How would you use these typologies in conservation practice? The “informed advocate” already knows and supports so do you need to spend resources on them? The “pragmatic advocate” supports but doesn’t really know why; are they a potential liability if the evidence changes? The “aware but opposed” understand the issue and still say no. What would it take to change their mind, and should you try?
Latent Class Analysis (LCA)
Imagine you have given 341 people a survey with 11 yes/no questions. You now have 341 rows of 1s and 0s. LCA asks whether, beneath all the variation, are there a small number of distinct types of respondent and if so, how many, and what defines each type?
A latent variable is one you cannot observe directly, one that is hidden in the data. In this case, the latent variable is respondent type - the underlying attitude profile that caused a particular person to answer the way they did. LCA tries to recover that hidden structure from the pattern of observed responses.
Previously we created a typology by applying rules designed by us. That is perfectly reasonable, but the thresholds and dimensions are our choices. LCA makes no such assumptions. Instead, it finds the grouping that best explains the observed pattern of responses statistically without requiring us to decide in advance what the groups should look like or how many there should be.
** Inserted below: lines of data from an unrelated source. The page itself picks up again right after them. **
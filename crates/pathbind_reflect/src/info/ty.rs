use core::any::TypeId;
use core::fmt;
use core::hash::{Hash, Hasher};

// -----------------------------------------------------------------------------
// TypePath

/// A stable, human readable path for a type.
///
/// Unlike [`core::any::type_name`], the result is part of the API and is used
/// in diagnostics and error messages.
///
/// Implemented by `#[derive(Reflect)]`, for non-generic types this is
/// `module_path!()` joined with the type ident.
pub trait TypePath: 'static {
    /// Full path, e.g. `"my_crate::model::Person"`.
    fn type_path() -> &'static str;

    /// Short name, e.g. `"Person"`.
    fn type_name() -> &'static str;
}

/// Object-safe access to [`TypePath`].
pub trait DynamicTypePath {
    fn reflect_type_path(&self) -> &'static str;

    fn reflect_type_name(&self) -> &'static str;
}

impl<T: TypePath> DynamicTypePath for T {
    #[inline]
    fn reflect_type_path(&self) -> &'static str {
        T::type_path()
    }

    #[inline]
    fn reflect_type_name(&self) -> &'static str {
        T::type_name()
    }
}

// -----------------------------------------------------------------------------
// Type

/// The identity of a type together with its path.
///
/// Equality and hashing only consider the [`TypeId`].
///
/// # Examples
///
/// ```
/// use pathbind_reflect::info::Type;
///
/// let ty = Type::of::<Vec<u8>>();
/// assert!(ty.is::<Vec<u8>>());
/// assert_eq!(ty.name(), "Vec<u8>");
/// ```
#[derive(Clone, Copy)]
pub struct Type {
    id: TypeId,
    path: &'static str,
    name: &'static str,
}

impl Type {
    #[inline]
    pub fn of<T: TypePath>() -> Self {
        Self {
            id: TypeId::of::<T>(),
            path: T::type_path(),
            name: T::type_name(),
        }
    }

    #[inline]
    pub const fn id(&self) -> TypeId {
        self.id
    }

    #[inline]
    pub const fn path(&self) -> &'static str {
        self.path
    }

    #[inline]
    pub const fn name(&self) -> &'static str {
        self.name
    }

    #[inline]
    pub fn is<T: 'static>(&self) -> bool {
        self.id == TypeId::of::<T>()
    }
}

impl PartialEq for Type {
    #[inline]
    fn eq(&self, other: &Self) -> bool {
        self.id == other.id
    }
}

impl Eq for Type {}

impl Hash for Type {
    #[inline]
    fn hash<H: Hasher>(&self, state: &mut H) {
        self.id.hash(state);
    }
}

impl fmt::Debug for Type {
    fn fmt(&self, f: &mut fmt::Formatter<'_>) -> fmt::Result {
        f.write_str(self.path)
    }
}

impl fmt::Display for Type {
    fn fmt(&self, f: &mut fmt::Formatter<'_>) -> fmt::Result {
        f.write_str(self.path)
    }
}
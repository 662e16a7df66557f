use core::any::TypeId;
use core::fmt;

use crate::info::{EnumInfo, ListInfo, NullableInfo, OpaqueInfo, StructInfo, Type};

// -----------------------------------------------------------------------------
// ReflectKind

/// The shape of a reflected type, without its details.
#[derive(Debug, Clone, Copy, PartialEq, Eq, Hash)]
pub enum ReflectKind {
    Struct,
    List,
    Nullable,
    Enum,
    Opaque,
}

impl fmt::Display for ReflectKind {
    fn fmt(&self, f: &mut fmt::Formatter<'_>) -> fmt::Result {
        f.write_str(match self {
            Self::Struct => "struct",
            Self::List => "list",
            Self::Nullable => "nullable",
            Self::Enum => "enum",
            Self::Opaque => "opaque",
        })
    }
}

// -----------------------------------------------------------------------------
// TypeInfo

/// Compile-time shape of a reflected type.
///
/// Obtained through [`Typed::type_info`](crate::info::Typed::type_info),
/// always as a `&'static` reference.
#[derive(Debug)]
pub enum TypeInfo {
    /// A struct with named fields.
    Struct(StructInfo),
    /// `Vec<T>` or `[T; N]`.
    List(ListInfo),
    /// `Option<T>`.
    Nullable(NullableInfo),
    /// An enum whose variants carry no data.
    Enum(EnumInfo),
    /// Everything else: primitives, `String`.
    Opaque(OpaqueInfo),
}

impl TypeInfo {
    #[inline]
    pub const fn ty(&self) -> &Type {
        match self {
            Self::Struct(info) => info.ty(),
            Self::List(info) => info.ty(),
            Self::Nullable(info) => info.ty(),
            Self::Enum(info) => info.ty(),
            Self::Opaque(info) => info.ty(),
        }
    }

    #[inline]
    pub fn type_id(&self) -> TypeId {
        self.ty().id()
    }

    #[inline]
    pub fn type_path(&self) -> &'static str {
        self.ty().path()
    }

    #[inline]
    pub fn type_name(&self) -> &'static str {
        self.ty().name()
    }

    #[inline]
    pub fn is<T: 'static>(&self) -> bool {
        self.ty().is::<T>()
    }

    #[inline]
    pub const fn kind(&self) -> ReflectKind {
        match self {
            Self::Struct(_) => ReflectKind::Struct,
            Self::List(_) => ReflectKind::List,
            Self::Nullable(_) => ReflectKind::Nullable,
            Self::Enum(_) => ReflectKind::Enum,
            Self::Opaque(_) => ReflectKind::Opaque,
        }
    }

    #[inline]
    pub const fn as_struct(&self) -> Option<&StructInfo> {
        match self {
            Self::Struct(info) => Some(info),
            _ => None,
        }
    }

    #[inline]
    pub const fn as_list(&self) -> Option<&ListInfo> {
        match self {
            Self::List(info) => Some(info),
            _ => None,
        }
    }

    #[inline]
    pub const fn as_nullable(&self) -> Option<&NullableInfo> {
        match self {
            Self::Nullable(info) => Some(info),
            _ => None,
        }
    }

    #[inline]
    pub const fn as_enum(&self) -> Option<&EnumInfo> {
        match self {
            Self::Enum(info) => Some(info),
            _ => None,
        }
    }

    /// Strips every `Option` layer, returning the innermost type.
    ///
    /// # Examples
    ///
    /// ```
    /// use pathbind_reflect::info::Typed;
    ///
    /// let info = <Option<Option<u8>>>::type_info().strip_nullable();
    /// assert!(info.is::<u8>());
    /// ```
    pub fn strip_nullable(&'static self) -> &'static TypeInfo {
        let mut info = self;
        while let Self::Nullable(nullable) = info {
            info = nullable.inner_info();
        }
        info
    }
}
The two approaches should broadly agree if your hand-coded typology is capturing something real but where they diverge is informative.
LCA assumes that each respondent belongs to one of K unobserved classes. Within each class, responses to individual questions are assumed to be independent of each other (local independence assumption). This might run counter to your own understanding of the data. You might expect, for example, “supports lethal culling” and “supports a government cull” to be correlated. But LCA suggests that they are only correlated because they are both influenced by the same underlying class membership. Once you know which class someone belongs to, knowing their answer to one question tells you nothing extra about their answer to another. The class explains the correlation.
The model estimates:
- Class proportions. I.e., what fraction of the population belongs to each class. If K = 3, you might get classes of 45%, 35%, and 20%.
- Item response probabilities. I.e., for each class and each question, the probability that a member of that class answers “Yes”. A class with P(lethal culling = Yes) = 0.92 is very different from one with P(lethal culling = Yes) = 0.18.
# poLCA requires indicators coded as positive integers starting at 1.
# Our binary columns are TRUE/FALSE — add 1L to make them 1/2.
lca_vars <- c(
"seen_l_europaeus", "aware_of_2_sp_in_ni",
"is_threat_of_l_europaeus_important", "consider_hares_pests",
"support_management_of_l_europaeus", "habitat_management_for_l_t_hibernicus",
"lethal_culling", "support_management_via_petition",
"support_cull_with_direct_involvement", "allow_cull_on_land",
"support_gov_t_cull_decision"
)
lca_df <- hare |>
dplyr::select(all_of(lca_vars)) |>
mutate(across(everything(), ~ as.integer(.) + 1L)) |> # FALSE→1, TRUE→2
drop_na()
# poLCA needs a formula listing all indicators
lca_formula <- as.formula(
paste("cbind(", paste(lca_vars, collapse = ","), ") ~ 1")
)
# Choose the number of classes
# Fit models with 2–5 classes and compare AIC / BIC.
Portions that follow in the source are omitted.